At what point is a woman too fat to take care of her children? That's the question being raised in Australia, where Kylie Lannigan, a 29-year-old, 280-pound woman, was told that she needs to lose 90 pounds before she can adopt a child with her husband. Lannigan had already lost one-tenth of her body weight for the sake of the adoption, but the Department of Human Services wants her to lose more. To make things worse, Lannigan suffers from polycystic ovarian syndrome, a disease that can cause both fertility problems and weight gain.
When it comes to body size, adoption regulations vary from country to country. China, for instance, won't allow parents with a body mass index of more than 40 to adopt children, while South Korea and Taiwan draw the line at a BMI of 30. Australia, meanwhile, may require prospective parents who are obese to submit to a health exam.
Given that obesity comes with a predisposition to problems like hypertension, diabetes and cardiac disease, an applicant's weight may seem like a valid concern for adoption agencies, most of which have general standards mandating that children be placed with healthy parents. Some studies have shown that obese parents tend to have overweight children, even when the child is adopted, and a movement is under way in the U.K. to consider childhood obesity for children under the age of 12 "neglect by the parents," and to "encourage legal protection for the child."

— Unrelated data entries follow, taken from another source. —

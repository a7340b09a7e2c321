//! Conversions to and from `chrono`, which stands in for the host calendar.

use chrono::{Datelike, Local, NaiveDate, NaiveDateTime, Weekday};
use tracing::{debug, trace};

use crate::{CalendarDate, DateError};

impl CalendarDate {
    /// Today's date in the local time zone
    pub fn today() -> Self {
        let now = Local::now();
        trace!(%now, "reading today's date from the wall clock");
        Self::from_timestamp(&now)
    }

    /// Takes the year, month and day of any `chrono` date or date-time.
    pub fn from_timestamp<T: Datelike>(instant: &T) -> Self {
        Self::from_parts(
            Some(instant.year()),
            i32::try_from(instant.month()).ok(),
            i32::try_from(instant.day()).ok(),
        )
    }

    /// Converts to a `chrono` date.
    ///
    /// # Errors
    /// Returns the validation error for invalid dates, or
    /// [`DateError::Unrepresentable`] when the year is outside chrono's range.
    pub fn to_naive_date(&self) -> Result<NaiveDate, DateError> {
        let (year, month, day) = self.checked_parts()?;
        NaiveDate::from_ymd_opt(year, month.unsigned_abs(), day.unsigned_abs()).ok_or_else(|| {
            debug!(date = %self, "date is outside chrono's supported range");
            DateError::Unrepresentable(*self)
        })
    }

    /// Midnight at the start of this date.
    ///
    /// # Errors
    /// Same as [`to_naive_date`](Self::to_naive_date).
    pub fn to_timestamp(&self) -> Result<NaiveDateTime, DateError> {
        self.to_naive_date()?
            .and_hms_opt(0, 0, 0)
            .ok_or(DateError::Unrepresentable(*self))
    }

    /// Day of the week, or `None` if the date cannot be converted.
    pub fn day_of_week(&self) -> Option<Weekday> {
        self.to_naive_date().ok().map(|date| date.weekday())
    }
}

impl From<NaiveDate> for CalendarDate {
    fn from(date: NaiveDate) -> Self {
        Self::from_timestamp(&date)
    }
}

impl TryFrom<CalendarDate> for NaiveDate {
    type Error = DateError;

    fn try_from(date: CalendarDate) -> Result<Self, Self::Error> {
        date.to_naive_date()
    }
}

According to fat activists, however, judgment against fat people is often moral disgust thinly veiled in medical language and superficial concerns about "health." Just because a woman is fat does not necessarily mean that she is unhealthy, or a bad mother. And obesity has been tied to a variety of factors that are outside individual control, including genetics and, recently, microbial organisms.
At a certain point, debates on weight discrimination touch on questions about basic rights. Should citizens be offered alternatives if they're too large to comfortably use public transportation? Should they be denied a ride to the hospital if they cannot fit into the ambulance? These questions may sound rhetorical, but they're not; last week, Calgary, Alberta, began using an ambulance designed to carry patients weighing up to 1,000 pounds -- the first of its kind in Canada -- in order "to keep patient dignity."
Going back to Lannigan's predicament: Does a fat woman have the right to be a mother? It's not a question with any easy answers, but given the rates of obesity in most Western countries, it's not one that's going away anytime soon.